Autorità, Signore e Signori!

La Camera dei deputati è particolarmente lieta di presentare, nell'ambito delle celebrazioni per il 150° anniversario dell'Unità d'Italia, il Concerto dell'Orchestra e del Coro del Teatro dell'Opera di Roma, diretto da uno dei massimi rappresentanti della cultura italiana nel mondo, il Maestro Riccardo Muti.

Un benvenuto particolare al leader dei Democratici presso la Camera dei Rappresentanti degli Stati Uniti, on. Nancy Pelosi, che guida una delegazione di autorevoli membri del Congresso degli Stati Uniti d'America; all'ambasciatore degli Stati Uniti d'America, David Thorne; al Presidente della Corte Costituzionale, Ugo De Siervo; al Presidente del Comitato dei Garanti per le Celebrazioni del 150° anniversario dell'Unità d'Italia, Giuliano Amato; al Nunzio Apostolico Sua Eccellenza Reverendissima mons. Giuseppe Bertello, al sottosegretario alla Presidenza del Consiglio, Gianni Letta.

Quella odierna è una manifestazione che ha un preciso significato civile e istituzionale e che segue la solenne cerimonia avvenuta il 17 marzo scorso, con il Parlamento riunito in seduta comune alla presenza del Capo dello Stato, Giorgio Napolitano.

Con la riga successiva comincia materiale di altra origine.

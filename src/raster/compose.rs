//! Composition primitives: every function consumes (or borrows) its inputs and returns a newly
//! allocated owner. Horizontal concatenation aligns baselines and may "smash" the right box
//! into the blank space left by the left box.

use std::cmp::max;

use super::{BoxKind, PixelDepth, Raster, Subraster};
use crate::error::RasterResult;

/// Copies `src` into `dest` with its top-left corner at `(row, col)`.
///
/// An opaque blit overwrites `dest` with every source pixel, blank ones included;
/// otherwise ink is merged on top of what is already there.
/// Returns `false` when part of `src` falls outside `dest`; the visible part is still copied.
pub fn blit(dest: &mut Raster, src: &Raster, row: isize, col: isize, opaque: bool) -> bool {
    let mut inside = true;
    let convert = src.depth() != dest.depth();
    let ink = dest.depth().ink();

    for r in 0 .. src.height() as isize {
        for c in 0 .. src.width() as isize {
            let mut value = src.get(r, c).unwrap_or(0);
            if convert && value != 0 {
                value = ink;
            }
            let (dr, dc) = (row + r, col + c);
            let existing = match dest.get(dr, dc) {
                Some(existing) => existing,
                None => {
                    inside = false;
                    continue;
                }
            };
            let value = if opaque { value } else { max(existing, value) };
            // in range, cannot fail
            let _ = dest.set(dr, dc, value);
        }
    }
    inside
}

fn common_depth(a: &Raster, b: &Raster) -> PixelDepth {
    if a.depth() == PixelDepth::Eight || b.depth() == PixelDepth::Eight {
        PixelDepth::Eight
    } else {
        PixelDepth::One
    }
}

/// Number of columns `right` may slide into `left` so that the inks of the two boxes,
/// once their baselines are aligned, stay at least `margin` pixels apart.
///
/// Rows within `margin` of each other are compared as well, the vertical distance counting
/// towards the separation. Boxes without ink are never smashed.
pub fn smash_amount(left: &Subraster, right: &Subraster, margin: usize) -> usize {
    if left.raster.is_blank() || right.raster.is_blank() {
        return 0;
    }

    let base   = max(left.baseline, right.baseline);
    let top_l  = base - left.baseline;
    let top_r  = base - right.baseline;
    let height = max(top_l + left.height(), top_r + right.height());

    // blank pixels at the end of each row of `left`, at the start of each row of `right`
    let tails: Vec<usize> = (0 .. height)
        .map(|row| if row >= top_l && row < top_l + left.height() {
            left.raster.trailing_blank(row - top_l)
        } else {
            left.width()
        })
        .collect();
    let heads: Vec<usize> = (0 .. height)
        .map(|row| if row >= top_r && row < top_r + right.height() {
            right.raster.leading_blank(row - top_r)
        } else {
            right.width()
        })
        .collect();

    let mut smallest = usize::MAX;
    for (i, &tail) in tails.iter().enumerate() {
        if tail == left.width() {
            continue;
        }
        let from = i.saturating_sub(margin);
        let to   = (i + margin).min(height - 1);
        for j in from ..= to {
            if heads[j] == right.width() {
                continue;
            }
            let dy = if i > j { i - j } else { j - i };
            smallest = smallest.min(tail + heads[j] + dy);
        }
    }

    if smallest == usize::MAX {
        return 0;
    }
    smallest.saturating_sub(margin).min(left.width())
}

/// Concatenates two boxes side by side, baselines aligned, with `space` blank columns in between.
///
/// With `smash` set to a margin, the right box is first moved left into the blank space of the
/// left box as long as the inks stay `margin` pixels apart (see [`smash_amount`]); `space` is
/// added after smashing.
/// Fails when the result would have more than `limit` pixels.
pub fn concat_horizontal(left: Subraster, right: Subraster, space: usize, smash: Option<usize>, limit: usize) -> RasterResult<Subraster> {
    let nsmash = match smash {
        Some(margin) => smash_amount(&left, &right, margin),
        None => 0,
    };

    let base    = max(left.baseline, right.baseline);
    let descent = max(left.descent(), right.descent());
    let height  = base + 1 + descent;
    let offset  = left.width() - nsmash + space;
    let width   = max(left.width(), offset + right.width());

    let mut raster = Raster::with_limit(width, height, common_depth(&left.raster, &right.raster), limit)?;
    blit(&mut raster, &left.raster,  (base - left.baseline) as isize,  0, false);
    blit(&mut raster, &right.raster, (base - right.baseline) as isize, offset as isize, false);

    Ok(Subraster {
        raster,
        baseline: base,
        size:     max(left.size, right.size),
        kind:     BoxKind::ComposedImage,
        symbol:   None,
    })
}

/// Which input of [`concat_vertical`] provides the baseline of the result.
#[derive(Debug, Clone, Copy, PartialEq, Eq)]
pub enum StackBaseline {
    /// baseline of the upper box
    Top,
    /// baseline of the lower box
    Bottom,
}

/// Stacks `top` over `bottom`, `gap` blank rows apart, optionally centering both horizontally
/// (otherwise both are left aligned).
pub fn concat_vertical(top: Subraster, bottom: Subraster, base: StackBaseline, gap: usize, center: bool, limit: usize) -> RasterResult<Subraster> {
    let width  = max(top.width(), bottom.width());
    let height = top.height() + gap + bottom.height();
    let offset = |w: usize| if center { (width - w) / 2 } else { 0 };

    let mut raster = Raster::with_limit(width, height, common_depth(&top.raster, &bottom.raster), limit)?;
    blit(&mut raster, &top.raster, 0, offset(top.width()) as isize, false);
    blit(&mut raster, &bottom.raster, (top.height() + gap) as isize, offset(bottom.width()) as isize, false);

    let baseline = match base {
        StackBaseline::Top    => top.baseline,
        StackBaseline::Bottom => top.height() + gap + bottom.baseline,
    };
    Ok(Subraster::new(raster, baseline, max(top.size, bottom.size), BoxKind::ComposedImage))
}

/// Rotates a raster by 90 degrees clockwise.
pub fn rotate90(raster: &Raster) -> RasterResult<Raster> {
    let (w, h) = (raster.width(), raster.height());
    let mut rotated = Raster::new(h, w, raster.depth())?;
    for row in 0 .. w as isize {
        for col in 0 .. h as isize {
            let value = raster.get(h as isize - 1 - col, row).unwrap_or(0);
            if value != 0 {
                rotated.set(row, col, value)?;
            }
        }
    }
    Ok(rotated)
}

/// Mirror axis for [`reflect`]
#[derive(Debug, Clone, Copy, PartialEq, Eq)]
pub enum Axis {
    /// left and right are swapped
    Vertical,
    /// top and bottom are swapped
    Horizontal,
}

/// Mirrors a raster about one of its axes.
pub fn reflect(raster: &Raster, axis: Axis) -> RasterResult<Raster> {
    let (w, h) = (raster.width() as isize, raster.height() as isize);
    let mut reflected = Raster::new(raster.width(), raster.height(), raster.depth())?;
    for row in 0 .. h {
        for col in 0 .. w {
            let value = match axis {
                Axis::Vertical   => raster.get(row, w - 1 - col),
                Axis::Horizontal => raster.get(h - 1 - row, col),
            }.unwrap_or(0);
            if value != 0 {
                reflected.set(row, col, value)?;
            }
        }
    }
    Ok(reflected)
}

/// Scales a raster up by an integer factor, each pixel becoming a `factor`x`factor` block.
pub fn magnify(raster: &Raster, factor: usize, limit: usize) -> RasterResult<Raster> {
    let factor = factor.max(1);
    let mut magnified = Raster::with_limit(raster.width() * factor, raster.height() * factor, raster.depth(), limit)?;
    for row in 0 .. magnified.height() {
        for col in 0 .. magnified.width() {
            let value = raster.get((row / factor) as isize, (col / factor) as isize).unwrap_or(0);
            if value != 0 {
                magnified.set(row as isize, col as isize, value)?;
            }
        }
    }
    Ok(magnified)
}


#[cfg(test)]
mod tests {
    use super::*;
    use crate::raster::MAX_RASTER_PIXELS;

    fn bar(width: usize, height: usize, baseline: usize, col: usize) -> Subraster {
        let mut raster = Raster::new(width, height, PixelDepth::One).unwrap();
        for row in 0 .. height {
            raster.ink(row as isize, col as isize).unwrap();
        }
        Subraster::new(raster, baseline, 3, BoxKind::Glyph)
    }

    #[test]
    fn horizontal_concat_aligns_baselines() {
        let left  = bar(3, 5, 4, 0);
        let right = bar(2, 8, 5, 1);
        let both  = concat_horizontal(left, right, 1, None, MAX_RASTER_PIXELS).unwrap();

        assert_eq!(both.baseline, 5);
        assert_eq!(both.height(), 8);
        assert_eq!(both.width(), 6);
        // left bar occupies rows 1..=5 of column 0
        assert!(!both.raster.is_set(0, 0));
        assert!(both.raster.is_set(1, 0));
        assert!(both.raster.is_set(5, 0));
        assert!(!both.raster.is_set(6, 0));
        // right bar sits at offset 3 + 1, column 1 inside it
        assert!(both.raster.is_set(0, 5));
        assert!(both.raster.is_set(7, 5));
        assert_eq!(both.kind, BoxKind::ComposedImage);
    }

    #[test]
    fn smash_keeps_margin_between_inks() {
        // ink in column 0 of a 6 wide box: 5 trailing blanks; ink in column 3 of right box
        let left  = bar(6, 4, 3, 0);
        let right = bar(6, 4, 3, 3);
        assert_eq!(smash_amount(&left, &right, 2), 5 + 3 - 2);

        let both = concat_horizontal(left, right, 0, Some(2), MAX_RASTER_PIXELS).unwrap();
        let inked: Vec<usize> = (0 .. both.width())
            .filter(|&c| both.raster.is_set(0, c as isize))
            .collect();
        assert_eq!(inked, vec![0, 3]);
    }

    #[test]
    fn blank_boxes_are_not_smashed() {
        let left  = Subraster::blank(5, 4, 3, 3, PixelDepth::One).unwrap();
        let right = bar(3, 4, 3, 2);
        assert_eq!(smash_amount(&left, &right, 0), 0);
    }

    #[test]
    fn vertical_stack() {
        let top    = bar(2, 3, 2, 0);
        let bottom = bar(6, 2, 1, 5);
        let stacked = concat_vertical(top, bottom, StackBaseline::Bottom, 1, true, MAX_RASTER_PIXELS).unwrap();
        assert_eq!(stacked.height(), 6);
        assert_eq!(stacked.width(), 6);
        assert_eq!(stacked.baseline, 5);
        // top centered: offset 2
        assert!(stacked.raster.is_set(0, 2));
        assert!(!stacked.raster.is_set(3, 2));
        assert!(stacked.raster.is_set(4, 5));
    }

    #[test]
    fn blit_reports_clipping() {
        let mut dest = Raster::new(4, 4, PixelDepth::One).unwrap();
        let src = bar(2, 2, 1, 1).raster;
        assert!(blit(&mut dest, &src, 0, 0, false));
        assert!(!blit(&mut dest, &src, 3, 3, false));
        assert!(dest.is_set(0, 1));
        assert!(dest.is_set(3, 3) == false);
    }

    #[test]
    fn rotation_and_reflection() {
        let mut raster = Raster::new(3, 2, PixelDepth::One).unwrap();
        raster.ink(0, 0).unwrap();
        raster.ink(0, 1).unwrap();
        raster.ink(1, 2).unwrap();
        // **.
        // ..*
        let rotated = rotate90(&raster).unwrap();
        assert_eq!(rotated.to_string(), ".*\n.*\n*.\n");

        let mirrored = reflect(&raster, Axis::Vertical).unwrap();
        assert_eq!(mirrored.to_string(), ".**\n*..\n");
        let flipped = reflect(&raster, Axis::Horizontal).unwrap();
        assert_eq!(flipped.to_string(), "..*\n**.\n");

        let four_times = (0 .. 4).try_fold(raster.clone(), |r, _| rotate90(&r)).unwrap();
        assert_eq!(four_times, raster);
    }

    #[test]
    fn magnification() {
        let mut raster = Raster::new(2, 1, PixelDepth::One).unwrap();
        raster.ink(0, 1).unwrap();
        assert_eq!(magnify(&raster, 2, MAX_RASTER_PIXELS).unwrap().to_string(), "..**\n..**\n");
        assert!(magnify(&raster, 2, 7).is_err());
    }

    #[test]
    fn concatenations_respect_the_budget() {
        // 3x5 and 2x8 side by side: 6x8
        assert!(concat_horizontal(bar(3, 5, 4, 0), bar(2, 8, 5, 1), 1, None, 47).is_err());
        assert!(concat_horizontal(bar(3, 5, 4, 0), bar(2, 8, 5, 1), 1, None, 48).is_ok());
        // 2x3 over 6x2: 6x6
        assert!(concat_vertical(bar(2, 3, 2, 0), bar(6, 2, 1, 5), StackBaseline::Top, 1, true, 35).is_err());
    }
}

Con questa iniziativa la Camera dei deputati intende proseguire la celebrazione di una ricorrenza che viene vissuta sempre più intensamente da tutti gli italiani come alto momento di unità, di coesione e di fiducia nel futuro.

Ricordare la grande stagione dell'unificazione nazionale vuol dire infatti rinverdire l'attualità degli ideali di indipendenza, di libertà e di emancipazione civile che animarono il sogno dei patrioti del Risorgimento; ideali che oggi continuano ad essere il lievito per la crescita sociale e morale dell'Italia.

Oggi avremo il piacere di ascoltare una selezione del 'Nabucco' di Giuseppe Verdi, il compositore che più di ogni altro nella nostra storia patria ha saputo forgiare l'identità musicale di un popolo che anelava all'unità nella libertà.

Anche per questo 'Il Nabucco', il cui fulgore ha attraversato tutte le temperie storiche degli ultimi 150 anni, è, insieme all'Inno di Mameli, uno dei simboli più intensi dell'Unità nazionale.

E Giuseppe Verdi è uno dei numi tutelari dell'Italia migliore, di quell'Italia che concepisce l'arte e la musica non soltanto come auto rappresentazione della propria identità culturale, ma soprattutto come formidabile strumento di elevazione civica e spirituale, di coscienza politica e di rinnovamento etico.

E vale la pena ricordare che non a caso Giuseppe Verdi fu membro del primo Parlamento d'Italia, un riconoscimento naturale per quanti avevano dato lustro all'Italia prima della sua riunificazione.

Le note che sentiremo risuonare in quest'aula assumono oggi un significato particolarmente importante perchè rappresentano un omaggio ideale a coloro che fecero l'Italia, ai tanti grandi e piccoli eroi del nostro Risorgimento: giovani e anziani, uomini e donne che lottarono affinchè si realizzasse il sogno di libertà accarezzato nei secoli passati da grandi artefici dell'identità culturale italiana come Dante, Petrarca, Alfieri, Foscolo e Leopardi. Un'identità culturale formatasi nei secoli ad opera del genio creativo della gens italica.

è da tutti risaputo che la cultura è il nostro patrimonio più prezioso, perchè ci definisce nel mondo come Nazione, prima ancora che come Stato.

Non a caso, la sua rilevanza è sancita tra i primi dodici principi fondamentali della Costituzione. Si legge, all'art. 9: "La Repubblica promuove lo sviluppo della cultura e la ricerca scientifica e tecnica. Tutela il paesaggio e il patrimonio storico e artistico della Nazione".

In quanto tale, la cultura deve essere sostenuta e promossa dalle istituzioni attraverso strutture opportunamente potenziate e valorizzate, e spiace dover rilevare che non sempre ciò è avvenuto.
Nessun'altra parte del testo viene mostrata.